The oldest paper reporting results of debulking surgery for thymoma was published in 1984 by Cohen et al. [4], who reported a 5-year survival of 35% and showed no difference in the histological cell-type, partial resection and debulking surgery, but showed better survival with irradiation in the local control of thymoma. Their results were in accordance with a report by Akoum et al. [5], who showed a 5-year survival of 44%, and no difference between debulking surgery and partial resection.
Two other reports on carcinoma of the thymus showed no survival benefit with debulking surgery; Lin et al. [6] reported only 15% survival after 22 months in 20 patients with stage IVa and IVb disease and revealed that histology was an important prognostic factor in thymic tumours. Similarly, Liu et al. [7] failed to show any advantages with debulking for carcinoma of thymus.

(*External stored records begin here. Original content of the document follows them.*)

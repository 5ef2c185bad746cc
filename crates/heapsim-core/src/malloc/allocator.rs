//! Heap engine.
//!
//! Owns the arena, the top index (boundary between the chunk chain and
//! untouched arena space), the bins, and the active placement. Requests are
//! served from a free chunk chosen by the placement, splitting off any
//! remainder of at least one unit, or bump-allocated at the top index.
//! Releases coalesce with free physical neighbours immediately; a release next
//! to the top index hands the space back to the bump frontier instead of a bin.
//!
//! `allocate`/`release` report ordinary failure as `Ok(false)`. An `Err` means
//! a broken contract (a bad chunk index or an invalid placement candidate) and
//! the heap must not be used further.

use thiserror::Error;

use super::bins::{BinCollection, BinError, BinOccupancy};
use super::chunk::{self, Arena, ChunkError, HEADER_SIZE, MAX_ARENA_SIZE, UNIT};
use super::placement::{Placement, Strategy};
use crate::config::HeapConfig;

/// Contract violation inside the heap.
#[derive(Debug, Clone, PartialEq, Eq, Error)]
pub enum HeapError {
    #[error(transparent)]
    Chunk(#[from] ChunkError),
    #[error(transparent)]
    Bin(#[from] BinError),
    #[error("placement returned invalid chunk {index}: {reason}")]
    InvalidCandidate { index: usize, reason: &'static str },
    #[error("heap capacity {capacity} exceeds the largest supported arena ({max} bytes)")]
    CapacityTooLarge { capacity: usize, max: usize },
}

/// A structural invariant that does not hold.
#[derive(Debug, Clone, PartialEq, Eq, Error)]
pub enum InvariantViolation {
    #[error("chunk at {offset} spans {size} bytes, below one header plus one unit")]
    UndersizedChunk { offset: usize, size: usize },
    #[error("chunk at {offset} records prev_size {recorded}, expected {expected}")]
    PrevSizeMismatch {
        offset: usize,
        recorded: usize,
        expected: usize,
    },
    #[error("chunk chain ends at {end}, not at top index {top}")]
    ChainOverrun { top: usize, end: usize },
    #[error("adjacent free chunks at {first} and {second}")]
    AdjacentFree { first: usize, second: usize },
    #[error(
        "chain holds {free} free / {allocated} allocated chunks, heap tracks {tracked_free} / {tracked_allocated}"
    )]
    CountMismatch {
        free: usize,
        allocated: usize,
        tracked_free: usize,
        tracked_allocated: usize,
    },
    #[error("bin entry {offset} is not a free chunk")]
    StaleBinEntry { offset: usize },
    #[error("bin links around {offset} are inconsistent")]
    BrokenLink { offset: usize },
    #[error("bin entry {offset} breaks ascending address order")]
    BinOrder { offset: usize },
    #[error("free chunk at {offset} with unit size {unit_size} sits in the wrong bin")]
    MisfiledChunk { offset: usize, unit_size: usize },
    #[error("{expected} free chunks belong in bins but {linked} are linked")]
    UnlinkedFreeChunks { expected: usize, linked: usize },
    #[error(transparent)]
    Chunk(#[from] ChunkError),
    #[error(transparent)]
    Bin(#[from] BinError),
}

/// Heap lifecycle log level.
#[derive(Debug, Clone, Copy, PartialEq, Eq)]
pub enum HeapLogLevel {
    Trace,
    Debug,
    Info,
    Warn,
    Error,
}

impl HeapLogLevel {
    #[must_use]
    pub const fn as_str(self) -> &'static str {
        match self {
            Self::Trace => "trace",
            Self::Debug => "debug",
            Self::Info => "info",
            Self::Warn => "warn",
            Self::Error => "error",
        }
    }
}

/// Structured heap lifecycle record.
#[derive(Debug, Clone, PartialEq, Eq)]
pub struct HeapLogRecord {
    /// Monotonic decision/event id.
    pub decision_id: u64,
    /// Correlation id for this lifecycle record.
    pub trace_id: String,
    /// Severity level.
    pub level: HeapLogLevel,
    /// Operation (`allocate`, `release`).
    pub symbol: &'static str,
    /// Event kind (`alloc`, `free`, `coalesce_prev`, `heap_stats`, ...).
    pub event: &'static str,
    /// Chunk offset involved in the event.
    pub offset: Option<usize>,
    /// Size as requested by the caller.
    pub size: Option<i64>,
    /// Unit size of the chunk or request involved.
    pub unit_size: Option<usize>,
    /// Machine-readable outcome label.
    pub outcome: &'static str,
    /// Free-form details for debugging.
    pub details: String,
    /// Snapshot: top index after the event.
    pub top_index: usize,
    /// Snapshot: free chunks in the chain.
    pub free_chunks: usize,
    /// Snapshot: allocated chunks in the chain.
    pub allocated_chunks: usize,
}

/// Header view of one chunk in the chain.
#[derive(Debug, Clone, Copy, PartialEq, Eq)]
pub struct ChunkInfo {
    pub offset: usize,
    /// Header plus payload.
    pub size: usize,
    pub prev_size: usize,
    pub free: bool,
}

impl ChunkInfo {
    #[must_use]
    pub fn real_size(&self) -> usize {
        self.size.saturating_sub(HEADER_SIZE)
    }

    #[must_use]
    pub fn unit_size(&self) -> usize {
        chunk::floor_to_unit(self.real_size())
    }
}

/// Simulated heap over a fixed arena.
#[derive(Debug, Clone)]
pub struct Heap {
    arena: Arena,
    /// First byte past the chunk chain.
    top_index: usize,
    bins: BinCollection,
    placement: Placement,
    allocated_chunks: usize,
    free_chunks: usize,
    record_lifecycle: bool,
    next_decision_id: u64,
    lifecycle_logs: Vec<HeapLogRecord>,
}
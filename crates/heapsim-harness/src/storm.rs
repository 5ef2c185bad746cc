//! Deterministic fragmentation storms.
//!
//! Each storm drives a heap through a seeded alloc/free workload and samples
//! fragmentation after every operation, so placement strategies can be compared
//! on identical request streams. Structural invariants are checked after every
//! step; a violation aborts the storm.

use heapsim_core::malloc::{Heap, InvariantViolation};
use heapsim_core::{HeapConfig, HeapError, Strategy};
use serde::{Deserialize, Serialize};
use thiserror::Error;

use crate::report::Fragmentation;

#[derive(Clone, Copy, Debug)]
pub struct XorShift64 {
    state: u64,
}

impl XorShift64 {
    #[must_use]
    pub fn new(seed: u64) -> Self {
        // xorshift has a fixed point at zero
        Self {
            state: if seed == 0 { 0x9E37_79B9_7F4A_7C15 } else { seed },
        }
    }

    pub fn next_u64(&mut self) -> u64 {
        // xorshift64*
        let mut x = self.state;
        x ^= x >> 12;
        x ^= x << 25;
        x ^= x >> 27;
        self.state = x;
        x.wrapping_mul(0x2545_F491_4F6C_DD1D)
    }

    pub fn gen_range(&mut self, low: usize, high_inclusive: usize) -> usize {
        debug_assert!(low <= high_inclusive);
        let span = high_inclusive - low + 1;
        low + (self.next_u64() as usize % span)
    }
}

#[derive(Clone, Copy, Debug, PartialEq, Eq, Serialize, Deserialize)]
#[serde(rename_all = "snake_case")]
pub enum StormKind {
    /// Grow until the arena refuses, then drain from the lowest address.
    Sawtooth,
    /// Random interleaving of small/medium allocations and releases.
    RandomChurn,
    /// Alternating small and large classes, releasing only the small ones.
    SizeClassThrash,
    /// Fill the arena, punch holes in every other chunk, refill with larger requests.
    Exhaustion,
}

impl StormKind {
    #[must_use]
    pub const fn as_str(self) -> &'static str {
        match self {
            Self::Sawtooth => "sawtooth",
            Self::RandomChurn => "random_churn",
            Self::SizeClassThrash => "size_class_thrash",
            Self::Exhaustion => "exhaustion",
        }
    }

    #[must_use]
    pub const fn all() -> [Self; 4] {
        [
            Self::Sawtooth,
            Self::RandomChurn,
            Self::SizeClassThrash,
            Self::Exhaustion,
        ]
    }
}

#[derive(Clone, Copy, Debug, PartialEq, Eq)]
pub struct StormConfig {
    pub seed: u64,
    /// Operations per storm (allocations and releases, successful or not).
    pub steps: usize,
    pub capacity: usize,
}

impl Default for StormConfig {
    fn default() -> Self {
        Self {
            seed: 0x5EED,
            steps: 2_000,
            capacity: 4096,
        }
    }
}

#[derive(Debug, Error)]
pub enum StormError {
    #[error(transparent)]
    Heap(#[from] HeapError),
    #[error("{storm} under {strategy} broke an invariant at step {step}: {violation}")]
    Invariant {
        storm: &'static str,
        strategy: Strategy,
        step: usize,
        violation: InvariantViolation,
    },
}

#[derive(Debug, Clone, PartialEq, Serialize, Deserialize)]
pub struct StormMetrics {
    pub storm: String,
    pub strategy: String,
    pub seed: u64,
    pub ops: usize,
    pub alloc_attempts: usize,
    pub alloc_failures: usize,
    pub releases: usize,
    pub peak_top_index: usize,
    pub final_top_index: usize,
    pub peak_free_chunks: usize,
    pub mean_external_fragmentation_permille: f64,
    pub final_fragmentation: Fragmentation,
}

impl StormMetrics {
    #[must_use]
    pub fn alloc_failure_ratio(&self) -> f64 {
        if self.alloc_attempts == 0 {
            0.0
        } else {
            self.alloc_failures as f64 / self.alloc_attempts as f64
        }
    }
}

struct StormRunner {
    heap: Heap,
    rng: XorShift64,
    kind: StormKind,
    target_ops: usize,
    ops: usize,
    alloc_attempts: usize,
    alloc_failures: usize,
    releases: usize,
    peak_top_index: usize,
    peak_free_chunks: usize,
    fragmentation_sum: u64,
}

impl StormRunner {
    fn new(kind: StormKind, strategy: Strategy, config: &StormConfig) -> Result<Self, StormError> {
        let heap = Heap::with_config(&HeapConfig {
            capacity: config.capacity,
            strategy,
            record_lifecycle: false,
        })?;
        Ok(Self {
            heap,
            rng: XorShift64::new(config.seed),
            kind,
            target_ops: config.steps,
            ops: 0,
            alloc_attempts: 0,
            alloc_failures: 0,
            releases: 0,
            peak_top_index: 0,
            peak_free_chunks: 0,
            fragmentation_sum: 0,
        })
    }

    fn done(&self) -> bool {
        self.ops >= self.target_ops
    }

    fn sample(&mut self) -> Result<(), StormError> {
        self.heap
            .check_invariants()
            .map_err(|violation| StormError::Invariant {
                storm: self.kind.as_str(),
                strategy: self.heap.strategy(),
                step: self.ops,
                violation,
            })?;
        let frag = Fragmentation::measure(&self.heap)?;
        self.fragmentation_sum += u64::from(frag.external_fragmentation_permille);
        self.peak_free_chunks = self.peak_free_chunks.max(frag.free_chunks);
        self.peak_top_index = self.peak_top_index.max(self.heap.top_index());
        Ok(())
    }

    fn allocate(&mut self, size: usize) -> Result<bool, StormError> {
        let ok = self.heap.allocate(size as i64)?;
        self.ops += 1;
        self.alloc_attempts += 1;
        if !ok {
            self.alloc_failures += 1;
        }
        self.sample()?;
        Ok(ok)
    }

    /// Releases by the unit size of the `position`-th allocated chunk in address order.
    fn release_nth(&mut self, position: usize) -> Result<bool, StormError> {
        let live = self.live_units()?;
        let Some(&unit) = live.get(position) else {
            return Ok(false);
        };
        let ok = self.heap.release(unit as i64)?;
        self.ops += 1;
        if ok {
            self.releases += 1;
        }
        self.sample()?;
        Ok(ok)
    }

    fn release_random(&mut self) -> Result<bool, StormError> {
        let live = self.heap.allocated_chunk_count();
        if live == 0 {
            return Ok(false);
        }
        let position = self.rng.gen_range(0, live - 1);
        self.release_nth(position)
    }

    /// Unit sizes of the allocated chunks in address order.
    fn live_units(&self) -> Result<Vec<usize>, HeapError> {
        Ok(self
            .heap
            .chunks()?
            .into_iter()
            .filter(|chunk| !chunk.free)
            .map(|chunk| chunk.unit_size())
            .collect())
    }

    fn run(&mut self) -> Result<(), StormError> {
        match self.kind {
            StormKind::Sawtooth => self.run_sawtooth(),
            StormKind::RandomChurn => self.run_random_churn(),
            StormKind::SizeClassThrash => self.run_size_class_thrash(),
            StormKind::Exhaustion => self.run_exhaustion(),
        }
    }

    fn run_sawtooth(&mut self) -> Result<(), StormError> {
        while !self.done() {
            loop {
                let size = self.rng.gen_range(8, 128);
                if !self.allocate(size)? || self.done() {
                    break;
                }
            }
            while self.heap.allocated_chunk_count() > 0 && !self.done() {
                self.release_nth(0)?;
            }
        }
        Ok(())
    }

    fn run_random_churn(&mut self) -> Result<(), StormError> {
        while !self.done() {
            if self.rng.gen_range(0, 99) < 55 {
                let size = self.rng.gen_range(1, 256);
                self.allocate(size)?;
            } else if !self.release_random()? {
                let size = self.rng.gen_range(1, 64);
                self.allocate(size)?;
            }
        }
        Ok(())
    }

    fn run_size_class_thrash(&mut self) -> Result<(), StormError> {
        const SMALL: usize = 8;
        const LARGE: usize = 256;
        while !self.done() {
            let mut all_ok = true;
            for size in [SMALL, SMALL, LARGE] {
                if self.done() {
                    return Ok(());
                }
                all_ok &= self.allocate(size)?;
            }
            if !all_ok {
                // Out of room: drop every large chunk too, then start over.
                while self.heap.allocated_chunk_count() > 0 && !self.done() {
                    self.release_random()?;
                }
                continue;
            }
            if self.done() {
                break;
            }
            let live = self.live_units()?;
            if let Some(position) = live.iter().position(|unit| *unit == SMALL) {
                self.release_nth(position)?;
            }
        }
        Ok(())
    }

    fn run_exhaustion(&mut self) -> Result<(), StormError> {
        let mut size_ceiling = 32;
        while !self.done() {
            loop {
                let size = self.rng.gen_range(1, size_ceiling);
                if !self.allocate(size)? || self.done() {
                    break;
                }
            }
            // Punch holes at every other position, highest first.
            let live = self.heap.allocated_chunk_count();
            let mut position = live.saturating_sub(1) & !1;
            loop {
                if self.done() {
                    return Ok(());
                }
                self.release_nth(position)?;
                if position < 2 {
                    break;
                }
                position -= 2;
            }
            size_ceiling = if size_ceiling >= 256 { 32 } else { size_ceiling * 2 };
        }
        Ok(())
    }

    fn finish(self, seed: u64) -> Result<StormMetrics, StormError> {
        let samples = self.ops.max(1) as f64;
        Ok(StormMetrics {
            storm: self.kind.as_str().to_string(),
            strategy: self.heap.strategy().protocol_name().to_string(),
            seed,
            ops: self.ops,
            alloc_attempts: self.alloc_attempts,
            alloc_failures: self.alloc_failures,
            releases: self.releases,
            peak_top_index: self.peak_top_index,
            final_top_index: self.heap.top_index(),
            peak_free_chunks: self.peak_free_chunks,
            mean_external_fragmentation_permille: self.fragmentation_sum as f64 / samples,
            final_fragmentation: Fragmentation::measure(&self.heap)?,
        })
    }
}

/// Runs one storm against one strategy.
pub fn run_storm(
    kind: StormKind,
    strategy: Strategy,
    config: &StormConfig,
) -> Result<StormMetrics, StormError> {
    let mut runner = StormRunner::new(kind, strategy, config)?;
    runner.run()?;
    runner.finish(config.seed)
}

/// Runs every storm against every strategy on the same seed.
pub fn run_all(config: &StormConfig) -> Result<Vec<StormMetrics>, StormError> {
    let mut out = Vec::with_capacity(StormKind::all().len() * Strategy::ALL.len());
    for kind in StormKind::all() {
        for strategy in Strategy::ALL {
            out.push(run_storm(kind, strategy, config)?);
        }
    }
    Ok(out)
}
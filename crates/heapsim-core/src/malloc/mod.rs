//! Simulated heap allocation.
//!
//! Chunks with boundary-tag headers live in a fixed arena:
//! - `chunk`: header codec over the arena bytes
//! - `bins`: address-ordered circular free lists, segregated or unified
//! - `placement`: first/best/worst/next-fit candidate selection
//! - `allocator`: the heap engine (split, bump, coalesce, top retreat)

pub mod allocator;
pub mod bins;
pub mod chunk;
pub mod placement;
pub mod shared;

pub use allocator::{ChunkInfo, Heap, HeapError, HeapLogLevel, HeapLogRecord, InvariantViolation};
pub use bins::{BinCollection, BinError, BinLayout, BinOccupancy, MAX_BIN_UNIT_SIZE, SMALL_BIN_COUNT};
pub use chunk::{Arena, ChunkError, HEADER_SIZE, UNIT};
pub use placement::{NextFitCursor, Placement, Strategy};
pub use shared::SharedHeap;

Urgesi et al. [8] on the other hand, showed that the difference between the patients with stage III thymoma who had subtotal resection and those only biopsied was significant (P < 0.01), but in stage IVa only marginally better survival after debulking was observed. Similarly, two reports in recent years showed significantly better outcome with debulking compared with biopsy or partial resection with 5-year survival rate to be 70 and 35%, respectively [9, 10]. Authors reported that maximum debulking followed by irradiation improves survival significantly. Results of a large number of patients with thymoma undergoing various treatments have been published, which showed a significant survival difference between subtotal resection and inoperable cases of thymoma, but showed no difference in cases of thymic carcinoma [11].
A systemic review on the treatment of all stages thymoma [12] published guidelines on the role of surgery in the advanced stages of thymoma; based on their recommendations, the main aim of surgery should be complete removal of the thymoma with wide surgical margins, and in advanced stages of thymoma, surgery should only be recommended if pleural and pericardial metastases can be resected. With this in mind, debulking surgery as the initial step in the management of stage III and IV thymomas is not recommended. Moreover, if at thoracotomy it is confirmed that total resection is not possible, then maximal debulking with appropriate vascular reconstruction, and avoidance of bilateral phrenic nerve resection should be carried out and clips should be placed to mark the residual tumour to facilitate postoperative radiotherapy.
CLINICAL BOTTOM LINE
In patients with thymoma, complete surgical resection is the main determinant of the outcome and survival postoperatively. However, in advanced stages of thymoma, complete resection is not possible without damaging the main organs. Current data do not support a statistically significant benefit with debulking surgery only; however, there is a trend towards some positive results with debulking of the advanced thymic tumours followed by radiotherapy. But there is no survival benefit with debulking surgery only, especially with thymic carcinomas that have a more aggressive nature compared with the other thymic tumours.
On the other hand, the effect of high-dose irradiation in prolonging survival is invaluable; however, extensive irradiation has its own complications and it is possible that maximum resection prior to radiotherapy minimizes irradiation damage to the surrounding organs, therefore decreasing the complications of radiotherapy and resulting in a better outcome. Therefore, debulking surgery for thymoma followed by radiotherapy may be offered to some individuals with large tumours; however, the risks of surgery in these patients should be weighed over the risks of radiotherapy alone before this option is offered to the patient.
Conflict of interest: none declared.